-- Exercise data follows --

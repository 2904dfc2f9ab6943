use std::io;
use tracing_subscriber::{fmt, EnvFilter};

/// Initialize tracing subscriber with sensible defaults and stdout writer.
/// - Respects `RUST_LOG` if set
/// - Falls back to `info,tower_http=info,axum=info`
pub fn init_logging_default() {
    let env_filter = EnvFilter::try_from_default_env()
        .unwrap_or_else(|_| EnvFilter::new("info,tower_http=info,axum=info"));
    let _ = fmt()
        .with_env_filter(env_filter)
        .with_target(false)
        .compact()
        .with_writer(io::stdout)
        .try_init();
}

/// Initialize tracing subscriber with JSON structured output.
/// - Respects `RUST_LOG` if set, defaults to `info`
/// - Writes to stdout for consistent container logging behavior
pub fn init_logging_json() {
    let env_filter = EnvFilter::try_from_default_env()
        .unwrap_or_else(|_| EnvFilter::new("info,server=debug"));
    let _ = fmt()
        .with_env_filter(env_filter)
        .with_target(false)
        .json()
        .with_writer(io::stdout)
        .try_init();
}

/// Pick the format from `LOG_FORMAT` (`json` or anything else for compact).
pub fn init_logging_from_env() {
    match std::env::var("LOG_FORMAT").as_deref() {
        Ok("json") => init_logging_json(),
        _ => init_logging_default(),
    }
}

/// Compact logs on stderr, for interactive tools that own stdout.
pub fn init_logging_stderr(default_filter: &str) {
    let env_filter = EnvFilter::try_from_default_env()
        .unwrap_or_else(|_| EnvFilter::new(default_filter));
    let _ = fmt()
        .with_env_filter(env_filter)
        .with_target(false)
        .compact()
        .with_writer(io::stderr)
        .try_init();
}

-- Exercise data concluded --
-- Exercise data follows --

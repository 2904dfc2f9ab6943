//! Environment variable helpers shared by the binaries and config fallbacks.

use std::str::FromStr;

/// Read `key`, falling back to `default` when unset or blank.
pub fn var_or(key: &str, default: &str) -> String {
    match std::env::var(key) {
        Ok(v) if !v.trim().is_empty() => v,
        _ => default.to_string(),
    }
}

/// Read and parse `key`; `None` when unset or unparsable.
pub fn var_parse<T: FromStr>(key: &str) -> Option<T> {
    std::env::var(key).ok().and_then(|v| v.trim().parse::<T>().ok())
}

-- Exercise data concluded --
-- Exercise data follows --

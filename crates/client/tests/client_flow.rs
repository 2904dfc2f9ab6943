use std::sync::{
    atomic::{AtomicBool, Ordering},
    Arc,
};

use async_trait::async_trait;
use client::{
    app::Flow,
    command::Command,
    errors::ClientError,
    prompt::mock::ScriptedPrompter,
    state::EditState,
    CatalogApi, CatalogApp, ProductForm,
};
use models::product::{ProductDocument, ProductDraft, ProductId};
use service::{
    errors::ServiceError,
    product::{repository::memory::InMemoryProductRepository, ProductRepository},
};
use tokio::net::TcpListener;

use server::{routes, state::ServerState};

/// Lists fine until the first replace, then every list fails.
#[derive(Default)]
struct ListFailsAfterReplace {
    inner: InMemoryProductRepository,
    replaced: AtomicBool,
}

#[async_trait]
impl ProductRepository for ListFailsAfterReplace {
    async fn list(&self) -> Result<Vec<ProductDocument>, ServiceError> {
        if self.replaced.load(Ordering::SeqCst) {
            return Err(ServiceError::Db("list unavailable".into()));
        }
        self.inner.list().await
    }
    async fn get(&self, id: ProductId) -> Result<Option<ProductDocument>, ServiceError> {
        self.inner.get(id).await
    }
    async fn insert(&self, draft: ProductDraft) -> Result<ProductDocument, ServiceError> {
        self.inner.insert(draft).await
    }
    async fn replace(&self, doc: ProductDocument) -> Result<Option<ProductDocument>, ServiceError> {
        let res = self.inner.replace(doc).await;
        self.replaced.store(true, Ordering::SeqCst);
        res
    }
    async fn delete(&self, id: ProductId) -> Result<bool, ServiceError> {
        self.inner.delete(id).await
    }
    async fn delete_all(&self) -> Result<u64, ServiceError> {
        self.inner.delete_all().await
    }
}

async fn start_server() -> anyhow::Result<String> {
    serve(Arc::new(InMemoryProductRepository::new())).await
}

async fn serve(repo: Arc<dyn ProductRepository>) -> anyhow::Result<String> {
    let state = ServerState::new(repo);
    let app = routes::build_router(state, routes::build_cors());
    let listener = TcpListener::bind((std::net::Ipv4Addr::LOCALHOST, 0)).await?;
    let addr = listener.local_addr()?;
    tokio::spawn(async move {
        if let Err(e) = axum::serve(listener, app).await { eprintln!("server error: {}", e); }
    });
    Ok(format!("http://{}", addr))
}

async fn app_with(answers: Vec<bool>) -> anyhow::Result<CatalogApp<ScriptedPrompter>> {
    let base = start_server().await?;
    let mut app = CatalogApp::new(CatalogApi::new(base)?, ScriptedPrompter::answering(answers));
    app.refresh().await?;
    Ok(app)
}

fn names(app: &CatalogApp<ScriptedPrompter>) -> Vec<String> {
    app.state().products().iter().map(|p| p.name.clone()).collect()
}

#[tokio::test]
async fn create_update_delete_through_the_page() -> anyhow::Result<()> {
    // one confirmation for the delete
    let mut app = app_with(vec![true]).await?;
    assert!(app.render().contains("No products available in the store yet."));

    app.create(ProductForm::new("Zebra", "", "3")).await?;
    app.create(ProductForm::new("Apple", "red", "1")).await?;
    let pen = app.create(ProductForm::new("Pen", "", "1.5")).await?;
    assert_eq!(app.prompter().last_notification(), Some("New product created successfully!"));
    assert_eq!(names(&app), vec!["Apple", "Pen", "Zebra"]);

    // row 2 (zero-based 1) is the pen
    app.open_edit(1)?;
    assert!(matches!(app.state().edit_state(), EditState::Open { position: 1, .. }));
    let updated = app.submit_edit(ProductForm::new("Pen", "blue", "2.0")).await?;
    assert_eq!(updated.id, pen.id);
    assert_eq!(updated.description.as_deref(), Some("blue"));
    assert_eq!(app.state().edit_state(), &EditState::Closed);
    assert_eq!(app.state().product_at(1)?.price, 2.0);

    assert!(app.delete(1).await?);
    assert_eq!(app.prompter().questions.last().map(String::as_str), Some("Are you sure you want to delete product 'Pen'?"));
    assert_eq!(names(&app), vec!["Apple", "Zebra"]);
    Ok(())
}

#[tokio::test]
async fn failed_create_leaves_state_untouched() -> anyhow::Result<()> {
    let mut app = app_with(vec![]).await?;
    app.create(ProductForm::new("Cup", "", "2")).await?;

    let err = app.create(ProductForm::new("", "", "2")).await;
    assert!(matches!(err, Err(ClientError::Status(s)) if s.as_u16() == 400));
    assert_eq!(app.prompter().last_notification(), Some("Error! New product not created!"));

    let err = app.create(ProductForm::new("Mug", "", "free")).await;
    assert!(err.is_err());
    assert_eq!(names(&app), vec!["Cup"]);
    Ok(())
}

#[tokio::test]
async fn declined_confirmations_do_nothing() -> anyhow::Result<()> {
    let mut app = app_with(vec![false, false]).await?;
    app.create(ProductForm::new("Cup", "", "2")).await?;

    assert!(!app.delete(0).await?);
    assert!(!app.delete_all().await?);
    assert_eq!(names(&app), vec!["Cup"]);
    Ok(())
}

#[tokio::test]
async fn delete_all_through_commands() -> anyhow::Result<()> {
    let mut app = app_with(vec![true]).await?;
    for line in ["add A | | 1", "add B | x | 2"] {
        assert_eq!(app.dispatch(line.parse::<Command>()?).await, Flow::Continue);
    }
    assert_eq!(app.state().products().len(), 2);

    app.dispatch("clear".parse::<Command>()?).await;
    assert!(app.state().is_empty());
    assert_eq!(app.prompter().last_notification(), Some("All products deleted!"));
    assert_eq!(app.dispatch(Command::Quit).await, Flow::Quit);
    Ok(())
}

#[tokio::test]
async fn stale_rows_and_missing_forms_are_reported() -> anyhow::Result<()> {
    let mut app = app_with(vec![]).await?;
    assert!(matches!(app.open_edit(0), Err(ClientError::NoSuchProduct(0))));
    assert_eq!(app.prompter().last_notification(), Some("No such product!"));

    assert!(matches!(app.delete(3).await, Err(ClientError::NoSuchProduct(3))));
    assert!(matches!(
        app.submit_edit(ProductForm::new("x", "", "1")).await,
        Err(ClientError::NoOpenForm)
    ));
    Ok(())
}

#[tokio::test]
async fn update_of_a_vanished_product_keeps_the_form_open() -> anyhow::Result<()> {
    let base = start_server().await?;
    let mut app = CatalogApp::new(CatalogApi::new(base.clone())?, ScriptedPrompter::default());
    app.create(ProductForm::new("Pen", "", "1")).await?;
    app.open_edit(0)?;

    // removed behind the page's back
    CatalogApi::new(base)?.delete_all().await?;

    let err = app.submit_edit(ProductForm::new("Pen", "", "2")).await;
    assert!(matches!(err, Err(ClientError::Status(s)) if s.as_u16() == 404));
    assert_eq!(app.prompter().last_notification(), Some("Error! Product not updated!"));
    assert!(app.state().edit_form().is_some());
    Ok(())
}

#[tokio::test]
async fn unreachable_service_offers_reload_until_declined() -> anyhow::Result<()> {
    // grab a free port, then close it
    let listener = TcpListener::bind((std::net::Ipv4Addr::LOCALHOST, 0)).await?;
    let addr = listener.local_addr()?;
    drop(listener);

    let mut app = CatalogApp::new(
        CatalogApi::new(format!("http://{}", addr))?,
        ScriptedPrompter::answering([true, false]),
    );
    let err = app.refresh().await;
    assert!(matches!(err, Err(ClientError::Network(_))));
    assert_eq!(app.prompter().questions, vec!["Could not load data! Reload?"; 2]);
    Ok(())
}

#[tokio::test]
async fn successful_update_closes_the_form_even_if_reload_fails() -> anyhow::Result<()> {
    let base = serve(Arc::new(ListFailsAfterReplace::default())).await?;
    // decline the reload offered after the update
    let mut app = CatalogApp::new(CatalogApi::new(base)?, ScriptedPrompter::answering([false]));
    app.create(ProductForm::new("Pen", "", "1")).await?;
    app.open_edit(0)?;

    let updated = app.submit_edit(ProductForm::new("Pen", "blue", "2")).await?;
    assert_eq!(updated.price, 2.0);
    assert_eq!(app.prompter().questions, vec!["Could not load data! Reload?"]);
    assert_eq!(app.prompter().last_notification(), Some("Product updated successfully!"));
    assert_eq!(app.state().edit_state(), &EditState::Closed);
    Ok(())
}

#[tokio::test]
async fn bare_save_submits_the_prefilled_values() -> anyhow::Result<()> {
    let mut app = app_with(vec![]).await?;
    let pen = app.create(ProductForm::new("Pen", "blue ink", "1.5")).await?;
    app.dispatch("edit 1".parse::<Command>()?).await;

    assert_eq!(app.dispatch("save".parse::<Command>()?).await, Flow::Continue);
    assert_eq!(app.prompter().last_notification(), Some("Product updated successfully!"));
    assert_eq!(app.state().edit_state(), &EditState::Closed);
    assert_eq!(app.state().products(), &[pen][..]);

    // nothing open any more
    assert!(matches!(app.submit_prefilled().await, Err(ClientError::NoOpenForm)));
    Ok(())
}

-- Exercise data concluded --

Exercise: Would you please give the number of lines in the data above that contain the string "stdout"? Reply with that number only.

Reply to the task: 5